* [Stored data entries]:

--- --- ---

use rusqlite::{Connection, Result};

struct Migration {
    version: &'static str,
    name: &'static str,
    sql: &'static str,
}

const MIGRATIONS: &[Migration] = &[Migration {
    version: "001",
    name: "slots",
    sql: include_str!("migrations/001_slots.sql"),
}];

pub fn run_migrations(conn: &Connection) -> Result<()> {
    conn.execute_batch(
        "CREATE TABLE IF NOT EXISTS schema_migrations (
            version TEXT PRIMARY KEY,
            name TEXT NOT NULL,
            applied_at TEXT NOT NULL
        )",
    )?;

    let applied = get_applied_migrations(conn)?;

    for migration in MIGRATIONS {
        if !applied.iter().any(|v| v == migration.version) {
            apply_migration(conn, migration)?;
        }
    }

    Ok(())
}

fn get_applied_migrations(conn: &Connection) -> Result<Vec<String>> {
    let mut stmt = conn.prepare("SELECT version FROM schema_migrations ORDER BY version")?;
    let versions = stmt
        .query_map([], |row| row.get(0))?
        .collect::<Result<Vec<String>>>()?;
    Ok(versions)
}

fn apply_migration(conn: &Connection, migration: &Migration) -> Result<()> {
    tracing::info!(
        "Applying migration {}: {}",
        migration.version,
        migration.name
    );

    conn.execute_batch(&format!("BEGIN TRANSACTION; {} COMMIT;", migration.sql))?;

    let now = chrono::Utc::now().to_rfc3339();
    conn.execute(
        "INSERT INTO schema_migrations (version, name, applied_at) VALUES (?, ?, ?)",
        (migration.version, migration.name, &now),
    )?;

    tracing::info!("Migration {} applied successfully", migration.version);
    Ok(())
}
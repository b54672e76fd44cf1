use serde::{Deserialize, Serialize};

/// A bookable flight offered by the trip builder.
#[derive(Debug, Clone, Serialize, PartialEq)]
pub struct FlightOption {
    pub id: &'static str,
    pub airline: &'static str,
    /// Departure and arrival, e.g. `07:30 - 09:45`.
    pub time: &'static str,
    pub price: f64,
    /// Human label such as `Direct`.
    pub stops: &'static str,
}

/// A lodging option, priced per night.
#[derive(Debug, Clone, Serialize, PartialEq)]
pub struct StayOption {
    pub id: &'static str,
    pub name: &'static str,
    /// Distance label, e.g. `0.5km center`.
    pub distance: &'static str,
    pub price: f64,
    /// Visual hint for the client (a style class in the mobile app).
    pub image: &'static str,
}

/// Time of day an itinerary slot covers.
#[derive(Debug, Clone, Copy, Serialize, Deserialize, PartialEq, Eq)]
pub enum Period {
    Morning,
    Afternoon,
}

/// One entry of the generated itinerary. Activities hang off slots.
#[derive(Debug, Clone, Serialize, PartialEq)]
pub struct ItinerarySlot {
    pub id: &'static str,
    pub day: u32,
    pub period: Period,
    pub activity: &'static str,
}

/// An optional activity the user can add to a trip.
#[derive(Debug, Clone, Serialize, PartialEq)]
pub struct ActivityOption {
    pub id: &'static str,
    pub name: &'static str,
    pub vibe: &'static str,
    pub dist: &'static str,
    /// Price per person. Zero means free.
    pub price: f64,
}

/// Activities for one itinerary slot, grouped by the stay they are close to.
#[derive(Debug, Clone, Serialize)]
#[serde(rename_all = "camelCase")]
pub struct SlotActivities {
    pub slot_id: &'static str,
    pub stay_id: &'static str,
    pub options: &'static [ActivityOption],
}

/// Destination card on the home feed.
#[derive(Debug, Clone, Serialize, PartialEq)]
pub struct QuickPick {
    pub title: &'static str,
    pub desc: &'static str,
    pub price: &'static str,
    pub image: &'static str,
}

/// Inspiration card on the home feed.
#[derive(Debug, Clone, Serialize, PartialEq)]
pub struct FeedCard {
    pub title: &'static str,
    pub desc: &'static str,
    pub tag: &'static str,
    pub image: &'static str,
}

/// Everything the home screen shows.
#[derive(Debug, Clone, Serialize)]
#[serde(rename_all = "camelCase")]
pub struct HomeFeed {
    pub quick_picks: &'static [QuickPick],
    pub for_you: &'static [FeedCard],
}
use std::collections::HashMap;
use std::sync::RwLock;

use thiserror::Error;

/// Failures of the underlying key-value storage.
#[derive(Debug, Error)]
pub enum StorageError {
    /// No storage exists in this environment.
    #[error("storage is unavailable")]
    Unavailable,

    #[error("IO error: {0}")]
    Io(#[from] std::io::Error),

    #[error("database error: {0}")]
    Sqlite(#[from] rusqlite::Error),
}

/// A string key-value store, the shape of a browser's local storage.
///
/// The trip store keeps its whole list under one key, so adapters only need
/// whole-value reads and writes.
pub trait SlotStorage: Send + Sync {
    fn get_item(&self, key: &str) -> Result<Option<String>, StorageError>;
    fn set_item(&self, key: &str, value: &str) -> Result<(), StorageError>;
    fn remove_item(&self, key: &str) -> Result<(), StorageError>;
}

/// Process-local storage, lost on exit. Used by tests and the `memory` backend.
#[derive(Debug, Default)]
pub struct MemoryStorage {
    slots: RwLock<HashMap<String, String>>,
}

impl MemoryStorage {
    pub fn new() -> Self {
        Self::default()
    }
}

impl SlotStorage for MemoryStorage {
    fn get_item(&self, key: &str) -> Result<Option<String>, StorageError> {
        let slots = self.slots.read().expect("storage lock poisoned");
        Ok(slots.get(key).cloned())
    }

    fn set_item(&self, key: &str, value: &str) -> Result<(), StorageError> {
        let mut slots = self.slots.write().expect("storage lock poisoned");
        slots.insert(key.to_string(), value.to_string());
        Ok(())
    }

    fn remove_item(&self, key: &str) -> Result<(), StorageError> {
        let mut slots = self.slots.write().expect("storage lock poisoned");
        slots.remove(key);
        Ok(())
    }
}

/// Storage for environments that have none. Every call fails with
/// [`StorageError::Unavailable`].
#[derive(Debug, Default, Clone, Copy)]
pub struct UnavailableStorage;

impl SlotStorage for UnavailableStorage {
    fn get_item(&self, _key: &str) -> Result<Option<String>, StorageError> {
        Err(StorageError::Unavailable)
    }

    fn set_item(&self, _key: &str, _value: &str) -> Result<(), StorageError> {
        Err(StorageError::Unavailable)
    }

    fn remove_item(&self, _key: &str) -> Result<(), StorageError> {
        Err(StorageError::Unavailable)
    }
}
// SPDX-License-Identifier: BUSL-1.1
// Copyright (c) 2026 Alfred Jean LLC

use super::*;
use std::time::{Duration, UNIX_EPOCH};

#[test]
fn formats_seconds() {
    assert_eq!(format_elapsed(5), "5s");
    assert_eq!(format_elapsed(59), "59s");
}

#[test]
fn formats_minutes() {
    assert_eq!(format_elapsed(60), "1m");
    assert_eq!(format_elapsed(125), "2m");
}

#[test]
fn formats_hours_with_and_without_minutes() {
    assert_eq!(format_elapsed(3600), "1h");
    assert_eq!(format_elapsed(3600 + 30 * 60), "1h30m");
}

#[test]
fn formats_days() {
    assert_eq!(format_elapsed(86400 * 3), "3d");
}

#[test]
fn formats_elapsed_ms() {
    assert_eq!(format_elapsed_ms(5_000), "5s");
}

#[test]
fn asctime_epoch() {
    assert_eq!(format_asctime(UNIX_EPOCH), "Thu Jan  1 00:00:00 1970");
}

#[test]
fn asctime_one_day_later() {
    let t = UNIX_EPOCH + Duration::from_secs(86400 + 3661);
    assert_eq!(format_asctime(t), "Fri Jan  2 01:01:01 1970");
}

--- --- ---

* [Assignment]:
Count up every line above that has the word "local" in it; answer with the number alone.

* [Result]:
2